Hunter closes his eyes.

“Yourself?” Luz laughs, and now it’s meaner, hard-edged. “You don’t have a self, Hunter.”

-

The princess of the Boiling Isles is dead. Her surviving Golden Guard has a bad dream.

Notes:

hi! there's a bunch of background context for this, but basically: luz and hunter were raised together in the castle, hunter was her golden guard, & in this timeline, luz has just died to keep belos from killing him. hunter, amity, and lilith have now escaped to the owl house.

the original AU this timeline stems from can be found here, and discussion of this specific timeline can be found here.

to soothe the hurt: luz comes back later. it'll be Fine.

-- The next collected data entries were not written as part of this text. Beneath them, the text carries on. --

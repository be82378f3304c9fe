//! Grid codec: snapshots to and from a spreadsheet sheet

use super::scalar::{coerce, encode_cell};
use crate::config::TransferOptions;
use crate::models::{CellValue, Column, Grid, Row, TableSnapshot};

/// Lay a snapshot out as a sheet
///
/// Numbers and booleans stay typed. Dates and export-transform output become
/// text.
pub fn to_grid(snapshot: &TableSnapshot, options: &TransferOptions) -> Grid {
    let mut cells = Vec::with_capacity(snapshot.rows.len() + 1);

    if options.include_header {
        cells.push(
            snapshot
                .columns
                .iter()
                .map(|c| CellValue::String(c.title.clone()))
                .collect(),
        );
    }

    for row in &snapshot.rows {
        cells.push(
            snapshot
                .columns
                .iter()
                .map(|column| grid_cell(row.get(&column.key), column, options))
                .collect(),
        );
    }

    let grid = Grid::new(options.sheet_name.clone(), cells);
    if options.include_header {
        grid.with_header_row(0)
    } else {
        grid
    }
}

fn grid_cell(value: &CellValue, column: &Column, options: &TransferOptions) -> CellValue {
    if value.is_null() {
        return CellValue::Null;
    }
    if options.transform.export_for(column).is_some() {
        return CellValue::String(encode_cell(value, column, &options.transform));
    }
    match value {
        CellValue::Date(_) | CellValue::InvalidDate(_) => CellValue::String(value.to_text()),
        other => other.clone(),
    }
}

/// Read a sheet into a snapshot bound positionally to `columns`
pub fn from_grid(grid: &Grid, columns: &[Column], options: &TransferOptions) -> TableSnapshot {
    let start = if options.include_header {
        grid.header_row_offset.unwrap_or(0) + 1
    } else {
        0
    };

    let rows = (start..grid.cells.len())
        .map(|r| {
            let mut row = Row::at(r);
            for (c, column) in columns.iter().enumerate() {
                let decoded = coerce(grid.cell(r, c).clone(), column, &options.transform);
                if let Some(raw) = decoded.rejected {
                    row.rejected.insert(column.key.clone(), raw);
                }
                row.set(column.key.clone(), decoded.value);
            }
            row
        })
        .collect();

    TableSnapshot::new(columns.to_vec(), rows)
}

#[cfg(test)]
mod tests {
    use super::*;
    use crate::config::ValueTransforms;
    use crate::models::{DataType, RowId};
    use chrono::NaiveDate;

    fn columns() -> Vec<Column> {
        vec![
            Column::new("name", "Name").with_type(DataType::String),
            Column::new("age", "Age").with_type(DataType::Number),
            Column::new("born", "Born").with_type(DataType::Date),
        ]
    }

    fn born() -> NaiveDate {
        NaiveDate::from_ymd_opt(1994, 5, 17).unwrap()
    }

    #[test]
    fn test_to_grid_keeps_native_types() {
        let snapshot = TableSnapshot::new(
            columns(),
            vec![Row::at(0).with("name", "Alice").with("age", 30.0).with("born", born())],
        );
        let grid = to_grid(&snapshot, &TransferOptions::default());

        assert_eq!(grid.name, "Sheet1");
        assert_eq!(grid.header_row_offset, Some(0));
        assert_eq!(grid.cells[0][1], CellValue::from("Age"));
        assert_eq!(grid.cells[1][1], CellValue::Number(30.0));
        assert_eq!(grid.cells[1][2], CellValue::from("1994-05-17"));
    }

    #[test]
    fn test_to_grid_applies_export_transform() {
        let options = TransferOptions::builder()
            .include_header(false)
            .sheet_name("People")
            .transform(ValueTransforms::new().on_export("age", |v, _| format!("{} yrs", v)))
            .build();
        let snapshot = TableSnapshot::new(
            columns(),
            vec![Row::at(0).with("name", "Alice").with("age", 30.0)],
        );
        let grid = to_grid(&snapshot, &options);

        assert_eq!(grid.name, "People");
        assert_eq!(grid.header_row_offset, None);
        assert_eq!(grid.cells[0][1], CellValue::from("30 yrs"));
        assert_eq!(grid.cells[0][2], CellValue::Null);
    }

    #[test]
    fn test_from_grid_pads_and_coerces() {
        let grid = Grid::new(
            "Sheet1",
            vec![
                vec!["Name".into(), "Age".into(), "Born".into()],
                vec!["Alice".into(), "30".into(), "1994-05-17".into()],
                vec![CellValue::Number(12.0)],
            ],
        );
        let snapshot = from_grid(&grid, &columns(), &TransferOptions::default());

        assert_eq!(snapshot.rows.len(), 2);
        assert_eq!(snapshot.rows[0].id, RowId::Index(1));
        assert_eq!(snapshot.value(0, "age"), &CellValue::Number(30.0));
        assert_eq!(snapshot.value(0, "born"), &CellValue::Date(born()));
        assert_eq!(snapshot.value(1, "name"), &CellValue::from("12"));
        assert_eq!(snapshot.value(1, "age"), &CellValue::Null);
    }

    #[test]
    fn test_from_grid_honours_header_offset() {
        let grid = Grid::new(
            "Sheet1",
            vec![
                vec!["Report".into()],
                vec!["Name".into(), "Age".into()],
                vec!["Bob".into(), CellValue::Number(41.0)],
            ],
        )
        .with_header_row(1);
        let snapshot = from_grid(&grid, &columns(), &TransferOptions::default());

        assert_eq!(snapshot.rows.len(), 1);
        assert_eq!(snapshot.value(0, "name"), &CellValue::from("Bob"));
        assert_eq!(snapshot.value(0, "age"), &CellValue::Number(41.0));
    }

    #[test]
    fn test_from_empty_grid() {
        let grid = Grid::new("Sheet1", vec![]);
        assert!(from_grid(&grid, &columns(), &TransferOptions::default()).is_empty());
    }
}
//! Validate command implementation

use super::paste_input;
use crate::cli::{CliError, TextFormat, parse_columns};
use crate::config::TransferOptions;
use crate::transfer::Pasted;
use crate::validation::{DataValidator, rules};

/// Handle the validate command
///
/// Declared column types are always checked; every key in `required` also
/// gets a required rule.
pub async fn handle_validate(
    input: &str,
    columns: &str,
    required: &[String],
    from: TextFormat,
    options: &TransferOptions,
) -> Result<Pasted, CliError> {
    let columns = parse_columns(columns)?;
    let input_options = from.options(options)?;

    let mut validator = DataValidator::new();
    for key in required {
        if !columns.iter().any(|c| &c.key == key) {
            return Err(CliError::InvalidArgument(format!(
                "Required column '{}' is not declared",
                key
            )));
        }
        validator.add_rule(key.as_str(), rules::required());
    }

    paste_input(input, &columns, &input_options, validator).await
}
//! Convert command implementation

use super::paste_input;
use crate::cli::output::format_json_rows;
use crate::cli::{CliError, TextFormat, parse_columns};
use crate::codec::delimited;
use crate::config::TransferOptions;
use crate::validation::DataValidator;

/// Handle the convert command
///
/// Decodes `input` in the `from` layout against `columns` and returns the
/// text in the `to` layout.
pub async fn handle_convert(
    input: &str,
    columns: &str,
    from: TextFormat,
    to: TextFormat,
    options: &TransferOptions,
) -> Result<String, CliError> {
    let columns = parse_columns(columns)?;
    let input_options = from.options(options)?;

    let pasted = paste_input(input, &columns, &input_options, DataValidator::new()).await?;

    match to {
        TextFormat::Json => format_json_rows(&pasted.snapshot),
        layout => {
            let output_options = layout.options(options)?;
            Ok(delimited::serialize(&pasted.snapshot, &output_options))
        }
    }
}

but for now she is dead. and hunter is not coping well.

Please Mind The Tags.

title comes from the poem "in the blackwater woods" by mary oliver.

Work Text:

There's something to be said for the sleeping nettles, actually. They make it a lot easier for Hunter to pretend he isn't dreaming.

He tells himself that there's a bedroom with wood-paneled walls and stacked bookshelves and a crackling stone fireplace, and there is. He tells himself that the rugs are soft and that the wide, curtained bed is warm, and it is. He tells himself that Luz isn't angry, that she'll follow him here, that she'll stay with him, and she does.

He should maybe use his dream-time to do something other than lie down doing nothing. But there's nothing else he wants to accomplish, and he'll never get to do this again, once he's awake. So.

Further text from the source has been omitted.